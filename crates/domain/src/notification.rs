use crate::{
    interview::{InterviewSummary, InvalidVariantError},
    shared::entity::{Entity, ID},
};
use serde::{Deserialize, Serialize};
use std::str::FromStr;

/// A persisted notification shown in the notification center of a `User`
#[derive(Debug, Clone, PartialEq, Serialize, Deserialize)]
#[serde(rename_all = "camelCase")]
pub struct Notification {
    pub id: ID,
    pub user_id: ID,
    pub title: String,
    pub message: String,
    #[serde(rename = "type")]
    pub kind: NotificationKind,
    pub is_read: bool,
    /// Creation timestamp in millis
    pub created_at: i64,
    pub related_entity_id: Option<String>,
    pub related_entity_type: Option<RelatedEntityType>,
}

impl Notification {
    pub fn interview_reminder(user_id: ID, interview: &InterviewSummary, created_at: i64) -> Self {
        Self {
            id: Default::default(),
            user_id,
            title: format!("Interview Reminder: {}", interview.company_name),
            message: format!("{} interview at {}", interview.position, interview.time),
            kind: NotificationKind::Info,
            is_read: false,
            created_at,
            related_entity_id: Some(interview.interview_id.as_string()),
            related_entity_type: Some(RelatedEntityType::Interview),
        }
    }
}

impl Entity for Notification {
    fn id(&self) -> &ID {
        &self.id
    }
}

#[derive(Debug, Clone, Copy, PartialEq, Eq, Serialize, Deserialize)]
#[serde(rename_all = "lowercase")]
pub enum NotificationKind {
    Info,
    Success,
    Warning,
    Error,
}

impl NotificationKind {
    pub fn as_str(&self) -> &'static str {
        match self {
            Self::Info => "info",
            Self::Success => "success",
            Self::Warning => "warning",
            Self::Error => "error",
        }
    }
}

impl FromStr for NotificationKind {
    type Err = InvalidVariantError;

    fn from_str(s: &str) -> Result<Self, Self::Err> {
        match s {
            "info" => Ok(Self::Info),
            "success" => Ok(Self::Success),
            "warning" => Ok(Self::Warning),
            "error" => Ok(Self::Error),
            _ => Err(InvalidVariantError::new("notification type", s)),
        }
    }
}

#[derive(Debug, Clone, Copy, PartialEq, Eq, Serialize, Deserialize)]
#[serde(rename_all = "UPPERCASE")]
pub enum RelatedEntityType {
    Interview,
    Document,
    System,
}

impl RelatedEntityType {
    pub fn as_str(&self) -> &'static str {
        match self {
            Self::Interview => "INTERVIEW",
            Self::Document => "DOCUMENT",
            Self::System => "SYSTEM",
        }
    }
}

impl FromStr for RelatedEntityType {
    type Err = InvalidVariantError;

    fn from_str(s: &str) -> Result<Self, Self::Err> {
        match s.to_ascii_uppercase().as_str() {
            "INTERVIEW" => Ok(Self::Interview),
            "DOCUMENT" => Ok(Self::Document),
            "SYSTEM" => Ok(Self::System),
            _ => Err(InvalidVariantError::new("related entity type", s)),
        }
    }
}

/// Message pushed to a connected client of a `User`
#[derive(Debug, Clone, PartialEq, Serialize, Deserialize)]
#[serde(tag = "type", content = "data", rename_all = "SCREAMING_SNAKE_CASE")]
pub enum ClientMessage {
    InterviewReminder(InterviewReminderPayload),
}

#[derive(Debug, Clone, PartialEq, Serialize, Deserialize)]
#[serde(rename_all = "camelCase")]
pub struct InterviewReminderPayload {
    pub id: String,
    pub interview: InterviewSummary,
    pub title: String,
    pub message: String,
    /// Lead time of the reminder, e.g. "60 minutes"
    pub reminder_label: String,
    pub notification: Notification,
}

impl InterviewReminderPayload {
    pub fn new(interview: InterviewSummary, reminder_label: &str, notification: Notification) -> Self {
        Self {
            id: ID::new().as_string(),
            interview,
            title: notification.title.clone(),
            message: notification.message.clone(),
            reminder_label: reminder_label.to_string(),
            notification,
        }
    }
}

> **EXERCISE REQUIREMENTS**: Here the job is to restate all of the data word for word.

> **TASK ANSWER**:
filename crates/domain/src/notification.rs
use crate::{
    interview::{InterviewSummary, InvalidVariantError},
    shared::entity::{Entity, ID},
};
use serde::{Deserialize, Serialize};
use std::str::FromStr;

/// A persisted notification shown in the notification center of a `User`
#[derive(Debug, Clone, PartialEq, Serialize, Deserialize)]
#[serde(rename_all = "camelCase")]
pub struct Notification {
    pub id: ID,
    pub user_id: ID,
    pub title: String,
    pub message: String,
    #[serde(rename = "type")]
    pub kind: NotificationKind,
    pub is_read: bool,
    /// Creation timestamp in millis
    pub created_at: i64,
    pub related_entity_id: Option<String>,
    pub related_entity_type: Option<RelatedEntityType>,
}

impl Notification {
    pub fn interview_reminder(user_id: ID, interview: &InterviewSummary, created_at: i64) -> Self {
        Self {
            id: Default::default(),
            user_id,
            title: format!("Interview Reminder: {}", interview.company_name),
            message: format!("{} interview at {}", interview.position, interview.time),
            kind: NotificationKind::Info,
            is_read: false,
            created_at,
            related_entity_id: Some(interview.interview_id.as_string()),
            related_entity_type: Some(RelatedEntityType::Interview),
        }
    }
}

impl Entity for Notification {
    fn id(&self) -> &ID {
        &self.id
    }
}

#[derive(Debug, Clone, Copy, PartialEq, Eq, Serialize, Deserialize)]
#[serde(rename_all = "lowercase")]
pub enum NotificationKind {
    Info,
    Success,
    Warning,
    Error,
}

impl NotificationKind {
    pub fn as_str(&self) -> &'static str {
        match self {
            Self::Info => "info",
            Self::Success => "success",
            Self::Warning => "warning",
            Self::Error => "error",
        }
    }
}

impl FromStr for NotificationKind {
    type Err = InvalidVariantError;

    fn from_str(s: &str) -> Result<Self, Self::Err> {
        match s {
            "info" => Ok(Self::Info),
            "success" => Ok(Self::Success),
            "warning" => Ok(Self::Warning),
            "error" => Ok(Self::Error),
            _ => Err(InvalidVariantError::new("notification type", s)),
        }
    }
}

#[derive(Debug, Clone, Copy, PartialEq, Eq, Serialize, Deserialize)]
#[serde(rename_all = "UPPERCASE")]
pub enum RelatedEntityType {
    Interview,
    Document,
    System,
}

impl RelatedEntityType {
    pub fn as_str(&self) -> &'static str {
        match self {
            Self::Interview => "INTERVIEW",
            Self::Document => "DOCUMENT",
            Self::System => "SYSTEM",
        }
    }
}

impl FromStr for RelatedEntityType {
    type Err = InvalidVariantError;

    fn from_str(s: &str) -> Result<Self, Self::Err> {
        match s.to_ascii_uppercase().as_str() {
            "INTERVIEW" => Ok(Self::Interview),
            "DOCUMENT" => Ok(Self::Document),
            "SYSTEM" => Ok(Self::System),
            _ => Err(InvalidVariantError::new("related entity type", s)),
        }
    }
}

/// Message pushed to a connected client of a `User`
#[derive(Debug, Clone, PartialEq, Serialize, Deserialize)]
#[serde(tag = "type", content = "data", rename_all = "SCREAMING_SNAKE_CASE")]
pub enum ClientMessage {
    InterviewReminder(InterviewReminderPayload),
}

#[derive(Debug, Clone, PartialEq, Serialize, Deserialize)]
#[serde(rename_all = "camelCase")]
pub struct InterviewReminderPayload {
    pub id: String,
    pub interview: InterviewSummary,
    pub title: String,
    pub message: String,
    /// Lead time of the reminder, e.g. "60 minutes"
    pub reminder_label: String,
    pub notification: Notification,
}

impl InterviewReminderPayload {
    pub fn new(interview: InterviewSummary, reminder_label: &str, notification: Notification) -> Self {
        Self {
            id: ID::new().as_string(),
            interview,
            title: notification.title.clone(),
            message: notification.message.clone(),
            reminder_label: reminder_label.to_string(),
            notification,
        }
    }
}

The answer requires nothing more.